En résumé, pour évoquer la supériorité des vivants sur les morts, Qohélet présente un dit de préférence dans lequel il oppose deux animaux, dont l’un a une valeur plutôt négative (le chien) et l’autre une valeur positive (le lion), et ce, non sans rappeler que la mort vient remettre en question toute forme de hiérarchie, aussi bien dans le monde animal que dans le monde humain.

En 10,6-7, Qohélet fait de nouveau appel au monde animal, mais cette fois pour décrire l’immense chaos qui résulte d’une simple faute d’inadvertance (10,5b) :

La stupidité a été mise dans les lieux les plus élevés
et des riches habitent dans la bassesse.
J’ai vu des esclaves sur des chevaux
et des princes allant comme des esclaves sur la terre.
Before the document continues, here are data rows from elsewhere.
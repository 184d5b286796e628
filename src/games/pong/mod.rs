//! Paddle game: the player defends the left edge against a lagging opponent.
//!
//! Every return adds one to the streak, every opponent miss adds two and
//! re-serves, and the first ball past the player ends the round.

mod draw;
mod state;
mod tick;

pub use state::{Ball, Opponent, Paddle, Pong};
pub use tick::tick;

use serde::{Deserialize, Serialize};

use crate::platform::{Key, PointerPhase, PointerSample};
use crate::renderer::Frame;
use crate::scores::Scoreboard;
use crate::sim::{Game, GameEvent, RandomSource, RenderView};

/// Paddle game intents
#[derive(Debug, Clone, Default, PartialEq)]
pub struct PongInput {
    /// Desired paddle centre (canvas px) while a pointer is down
    pub target_y: Option<f32>,
    /// A pointer went down on the canvas and has not been released
    pub dragging: bool,
    /// One-shot arrow key step: -1 up, +1 down
    pub nudge: f32,
}

/// Paddle game constants; sizes are fractions of the canvas
#[derive(Debug, Clone, PartialEq, Serialize, Deserialize)]
#[serde(default)]
pub struct PongTuning {
    pub paddle_width_frac: f32,
    pub paddle_min_width: f32,
    pub paddle_height_frac: f32,
    pub paddle_min_height: f32,
    pub ball_radius_frac: f32,
    pub ball_min_radius: f32,
    /// Player paddle speed in canvas heights per second
    pub player_speed_frac: f32,
    pub opponent_speed_frac: f32,
    /// Seconds between opponent re-aims
    pub opponent_reaction: f32,
    /// Aim noise as a fraction of paddle height
    pub opponent_noise: f32,
    /// Serve speed as a fraction of the longer canvas side
    pub serve_speed_frac: f32,
    /// Radians at the paddle tips
    pub max_bounce_angle: f32,
    /// Vertical speed cap in canvas heights per second
    pub vy_cap_frac: f32,
    pub miss_reward: u64,
    pub key_nudge_frac: f32,
}

impl Default for PongTuning {
    fn default() -> Self {
        Self {
            paddle_width_frac: 0.012,
            paddle_min_width: 10.0,
            paddle_height_frac: 0.16,
            paddle_min_height: 70.0,
            ball_radius_frac: 0.012,
            ball_min_radius: 6.0,
            player_speed_frac: 1.1,
            opponent_speed_frac: 0.85,
            opponent_reaction: 0.12,
            opponent_noise: 0.25,
            serve_speed_frac: 0.45,
            max_bounce_angle: 1.05,
            vy_cap_frac: 1.2,
            miss_reward: 2,
            key_nudge_frac: 0.12,
        }
    }
}

impl Game for Pong {
    type Input = PongInput;
    type Tuning = PongTuning;

    const NAME: &'static str = "pong";
    const STORAGE_KEY: &'static str = "pongBest";

    fn new(width: u32, height: u32, tuning: &PongTuning, rng: &mut dyn RandomSource) -> Self {
        Pong::build(width, height, tuning, rng)
    }

    fn tick(
        &mut self,
        input: &PongInput,
        dt: f32,
        rng: &mut dyn RandomSource,
        scores: &mut Scoreboard,
    ) -> Vec<GameEvent> {
        tick::tick(self, input, dt, rng, scores)
    }

    fn draw(&self, view: &RenderView, frame: &mut Frame) {
        draw::draw(self, view, frame)
    }

    fn pointer(input: &mut PongInput, sample: PointerSample) {
        match sample.phase {
            PointerPhase::Down => {
                input.dragging = true;
                input.target_y = Some(sample.pos.y);
            }
            PointerPhase::Move if input.dragging => input.target_y = Some(sample.pos.y),
            PointerPhase::Move => {}
            PointerPhase::Up | PointerPhase::Cancel => {
                input.dragging = false;
                input.target_y = None;
            }
        }
    }

    fn key(input: &mut PongInput, key: Key) {
        match key {
            Key::Up => input.nudge = -1.0,
            Key::Down => input.nudge = 1.0,
            _ => {}
        }
    }

    fn consume_one_shots(input: &mut PongInput) {
        input.nudge = 0.0;
    }

    /// The rally restarts on the new field but the streak carries on
    fn resized(&mut self, previous: &Pong) -> bool {
        self.streak = previous.streak;
        true
    }
}

/// Drag the player paddle to where the ball will cross its face
pub fn autopilot(world: &Pong) -> PongInput {
    let ball = &world.ball;
    let face = world.player.rect.right() + ball.radius;
    let target = if ball.vel.x < 0.0 {
        let t = (ball.pos.x - face) / -ball.vel.x;
        fold(ball.pos.y + ball.vel.y * t, ball.radius, world.height - ball.radius)
    } else {
        world.height / 2.0
    };
    PongInput {
        target_y: Some(target),
        dragging: true,
        nudge: 0.0,
    }
}

/// Mirror `y` back into `[lo, hi]` the way wall bounces would
fn fold(y: f32, lo: f32, hi: f32) -> f32 {
    let span = hi - lo;
    if span <= 0.0 {
        return lo;
    }
    let period = span * 2.0;
    let m = (y - lo).rem_euclid(period);
    if m <= span { lo + m } else { hi - (m - span) }
}

#[cfg(test)]
mod tests {
    use super::*;
    use crate::sim::{Mode, SequenceRng, Session};
    use glam::Vec2;

    #[test]
    fn test_pointer_drag_sets_target() {
        let mut input = PongInput::default();
        Pong::pointer(&mut input, PointerSample::new(PointerPhase::Move, 0.0, 50.0));
        assert_eq!(input.target_y, None);
        Pong::pointer(&mut input, PointerSample::new(PointerPhase::Down, 0.0, 120.0));
        assert_eq!(input.target_y, Some(120.0));
        Pong::pointer(&mut input, PointerSample::new(PointerPhase::Move, 0.0, 140.0));
        assert_eq!(input.target_y, Some(140.0));
        Pong::pointer(&mut input, PointerSample::new(PointerPhase::Up, 0.0, 140.0));
        assert_eq!(input.target_y, None);
    }

    #[test]
    fn test_fold_mirrors_into_range() {
        assert_eq!(fold(50.0, 0.0, 100.0), 50.0);
        assert_eq!(fold(130.0, 0.0, 100.0), 70.0);
        assert_eq!(fold(-20.0, 0.0, 100.0), 20.0);
    }

    #[test]
    fn test_autopilot_tracks_incoming_ball() {
        let mut rng = SequenceRng::constant(0.5);
        let mut world = Pong::build(800, 600, &PongTuning::default(), &mut rng);
        world.ball.pos = Vec2::new(400.0, 300.0);
        world.ball.vel = Vec2::new(-100.0, 0.0);
        let input = autopilot(&world);
        assert_eq!(input.target_y, Some(300.0));
    }

    #[test]
    fn test_resize_mid_round_keeps_streak() {
        let mut session: Session<Pong> = Session::new(
            800,
            600,
            PongTuning::default(),
            Scoreboard::in_memory(Pong::STORAGE_KEY),
            Box::new(SequenceRng::constant(0.5)),
        );
        session.start();
        session.world_mut().streak = 7;

        session.frame(0.016, 800, 560);
        assert_eq!(session.mode(), Mode::Playing);
        assert_eq!(session.world_size(), (800, 560));
        assert_eq!(session.world().height, 560.0);
        assert_eq!(session.world().streak, 7);
    }

    #[test]
    fn test_autopilot_survives_a_while() {
        let mut session: Session<Pong> = Session::new(
            800,
            600,
            PongTuning::default(),
            Scoreboard::in_memory(Pong::STORAGE_KEY),
            Box::new(crate::sim::GameRng::new(7)),
        );
        session.start();
        for _ in 0..300 {
            let input = autopilot(session.world());
            session.set_input(input);
            session.advance(1.0 / 60.0);
        }
        assert_eq!(session.mode(), Mode::Playing);
    }
}
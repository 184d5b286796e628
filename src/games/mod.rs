//! The three arcade games
//!
//! Each game is a world type implementing [`crate::sim::Game`], with its
//! state, update step and renderer in separate files.

pub mod jumper;
pub mod pong;
pub mod snake;

pub use jumper::Jumper;
pub use pong::Pong;
pub use snake::Snake;

/// Which game a page hosts
#[derive(Debug, Clone, Copy, PartialEq, Eq)]
pub enum GameKind {
    Pong,
    Jumper,
    Snake,
}

impl GameKind {
    pub const ALL: [GameKind; 3] = [GameKind::Pong, GameKind::Jumper, GameKind::Snake];

    /// Parse the page's game name; unknown names fall back to the paddle game
    pub fn from_name(name: &str) -> Self {
        match name.trim().to_ascii_lowercase().as_str() {
            "jumper" | "runner" => GameKind::Jumper,
            "snake" | "grid" => GameKind::Snake,
            _ => GameKind::Pong,
        }
    }

    pub fn name(&self) -> &'static str {
        match self {
            GameKind::Pong => "pong",
            GameKind::Jumper => "jumper",
            GameKind::Snake => "snake",
        }
    }
}

#[cfg(test)]
mod tests {
    use super::*;

    #[test]
    fn test_game_kind_names() {
        for kind in GameKind::ALL {
            assert_eq!(GameKind::from_name(kind.name()), kind);
        }
        assert_eq!(GameKind::from_name(" Snake "), GameKind::Snake);
        assert_eq!(GameKind::from_name("unknown"), GameKind::Pong);
    }
}
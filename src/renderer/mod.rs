//! Rendering module
//!
//! Games describe each frame as a list of flat-coloured triangles (`Frame`);
//! the WebGPU pipeline uploads and presents that list.

pub mod font;
pub mod frame;
pub mod pipeline;
pub mod shapes;
pub mod vertex;

pub use frame::{Align, Frame};
pub use pipeline::RenderState;
pub use vertex::{Vertex, colors};
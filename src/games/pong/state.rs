//! Paddle game world
//!
//! The world is sized for one canvas. A resize throws it away and builds a
//! new one, so nothing here ever rescales.

use glam::Vec2;
use serde::{Deserialize, Serialize};

use super::PongTuning;
use crate::sim::{RandomSource, Rect};

/// A paddle: its box plus how fast it may move (px/s)
#[derive(Debug, Clone, Copy, PartialEq, Serialize, Deserialize)]
pub struct Paddle {
    pub rect: Rect,
    pub speed: f32,
}

impl Paddle {
    /// Move the paddle centre toward `target_center` by at most `speed * dt`,
    /// then keep it inside `[0, field_height - h]`
    pub fn follow(&mut self, target_center: f32, dt: f32, field_height: f32) {
        let target = target_center - self.rect.h / 2.0;
        let max_step = self.speed * dt;
        self.rect.y += crate::clamp(target - self.rect.y, -max_step, max_step);
        self.clamp_to(field_height);
    }

    pub fn clamp_to(&mut self, field_height: f32) {
        self.rect.y = crate::clamp(self.rect.y, 0.0, field_height - self.rect.h);
    }
}

/// Opponent paddle state: lagged aim with noise
#[derive(Debug, Clone, Copy, PartialEq, Serialize, Deserialize)]
pub struct Opponent {
    pub paddle: Paddle,
    /// Seconds between re-aims
    pub reaction: f32,
    pub react_timer: f32,
    /// Where the opponent wants its centre to be
    pub aim_y: f32,
}

#[derive(Debug, Clone, Copy, PartialEq, Serialize, Deserialize)]
pub struct Ball {
    pub pos: Vec2,
    pub vel: Vec2,
    pub radius: f32,
}

impl Ball {
    pub fn speed(&self) -> f32 {
        self.vel.length()
    }
}

/// Complete paddle game world
#[derive(Debug, Clone, Serialize, Deserialize)]
pub struct Pong {
    pub width: f32,
    pub height: f32,
    pub player: Paddle,
    pub opponent: Opponent,
    pub ball: Ball,
    /// Consecutive returns plus rewards for opponent misses
    pub streak: u64,
    /// Paddle target set by arrow keys, used while no pointer is down
    pub key_target: Option<f32>,
    pub tuning: PongTuning,
}

impl Pong {
    pub fn build(width: u32, height: u32, tuning: &PongTuning, rng: &mut dyn RandomSource) -> Self {
        let w = width as f32;
        let h = height as f32;
        let t = tuning;

        let paddle_w = t.paddle_min_width.max((w * t.paddle_width_frac).floor());
        let paddle_h = t.paddle_min_height.max((h * t.paddle_height_frac).floor());
        let radius = t.ball_min_radius.max((w.min(h) * t.ball_radius_frac).floor());
        let paddle_y = (h * 0.5 - paddle_h * 0.5).floor();

        let player = Paddle {
            rect: Rect::new((w * 0.06).floor(), paddle_y, paddle_w, paddle_h),
            speed: h * t.player_speed_frac,
        };
        let opponent = Opponent {
            paddle: Paddle {
                rect: Rect::new((w * 0.94 - paddle_w).floor(), paddle_y, paddle_w, paddle_h),
                speed: h * t.opponent_speed_frac,
            },
            reaction: t.opponent_reaction,
            react_timer: 0.0,
            aim_y: h * 0.5,
        };

        let mut world = Self {
            width: w,
            height: h,
            player,
            opponent,
            ball: Ball {
                pos: Vec2::new(w * 0.5, h * 0.5),
                vel: Vec2::ZERO,
                radius,
            },
            streak: 0,
            key_target: None,
            tuning: tuning.clone(),
        };
        world.serve(rng);
        world
    }

    /// Put the ball at the centre with a random direction and angle
    pub fn serve(&mut self, rng: &mut dyn RandomSource) {
        self.ball.pos = Vec2::new(self.width * 0.5, self.height * 0.5);
        let dir = rng.sign();
        let base = self.width.max(self.height) * self.tuning.serve_speed_frac;
        let angle = rng.range(-0.4, 0.4);
        let factor = rng.range(0.9, 1.1);
        self.ball.vel = Vec2::new(dir * base * factor, base * angle);
    }
}

#[cfg(test)]
mod tests {
    use super::*;
    use crate::sim::SequenceRng;

    #[test]
    fn test_build_dimensions() {
        let mut rng = SequenceRng::constant(0.5);
        let world = Pong::build(1000, 500, &PongTuning::default(), &mut rng);

        assert_eq!(world.player.rect.w, 12.0);
        assert_eq!(world.player.rect.h, 80.0);
        assert_eq!(world.ball.radius, 6.0);
        assert_eq!(world.player.rect.x, 60.0);
        assert_eq!(world.opponent.paddle.rect.x, 928.0);
        assert_eq!(world.player.rect.y, 210.0);
        assert_eq!(world.opponent.paddle.rect.y, 210.0);
    }

    #[test]
    fn test_small_canvas_uses_minimums() {
        let mut rng = SequenceRng::constant(0.5);
        let world = Pong::build(200, 100, &PongTuning::default(), &mut rng);
        assert_eq!(world.player.rect.w, 10.0);
        assert_eq!(world.player.rect.h, 70.0);
        assert_eq!(world.ball.radius, 6.0);
    }

    #[test]
    fn test_serve_direction_and_speed() {
        // sign: 0.2 -> left; angle: 0.5 -> 0; factor: 0.5 -> 1.0
        let mut rng = SequenceRng::new(vec![0.2, 0.5, 0.5]);
        let world = Pong::build(1000, 500, &PongTuning::default(), &mut rng);
        assert!((world.ball.vel.x + 450.0).abs() < 1e-3);
        assert!(world.ball.vel.y.abs() < 1e-3);
        assert_eq!(world.ball.pos, Vec2::new(500.0, 250.0));
    }

    #[test]
    fn test_follow_is_rate_limited() {
        let mut paddle = Paddle {
            rect: Rect::new(0.0, 100.0, 10.0, 50.0),
            speed: 100.0,
        };
        paddle.follow(400.0, 0.1, 500.0);
        assert!((paddle.rect.y - 110.0).abs() < 1e-4);
    }
}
Les antithèses sont construites de manière parallèle et avec des assonances, d’une part, entre sekel et šēpel et, d’autre part, entre ‘ašîrîm et śārîm :

A a la stupidité (sekel)
 B b dans les lieux les plus élevés
 C a’ les riches (‘ašîrîm)
 D b’ dans la bassesse (šēpel)
A’ a des esclaves / serviteurs
 B’ b sur des chevaux
 C’ a’ des princes / chefs (śārîm)
 D’ b’ sur la terre

Seule l’observation du v. 7c-d retiendra mon attention, puisqu’il mentionne les chevaux. L’opposition entre śrym (cf. 10,7.16-17) et ‘bdym (cf. 2,7) prête à plus d’une interprétation. Comme les princes sont les seconds après le roi, cette opposition peut symboliser les deux extrémités de la hiérarchie sociale. Dans ce cas, le mot ‘bdym a le sens d’« esclaves », comme en Qo 2,7, et le mot śrym peut avoir le sens de « prince ». Cette opposition peut aussi symboliser les deux extrémités de la hiérarchie du personnel politique de la cour royale. Dans ce cas, le mot ‘bdym peut avoir le sens de « serviteurs » à la cour du roi (Pr 14,35), comme dans le livre d’Esther, qui juxtapose souvent les ‘bdym aux śrym, les princes, les fonctionnaires ou les ministres du roi (Est 1,3 ; 2,18 ; 3,1-2 ; 5,11). Peu importe la traduction que l’on retient pour les mots ‘bdym et śrym, il est évident que Qohélet, en 10,7, décrit un renversement que son destinataire et les sages en général ont dû trouver paroxystique. C’est ce que soulignent Qo 2,7, qui sera présenté ci-dessous, mais aussi Pr 19,10 : « Le luxe n’est pas convenable pour un insensé, encore moins pour un esclave / serviteur (‘bd) de dominer sur des princes (śrym). » (cf. aussi Pr 30,22a)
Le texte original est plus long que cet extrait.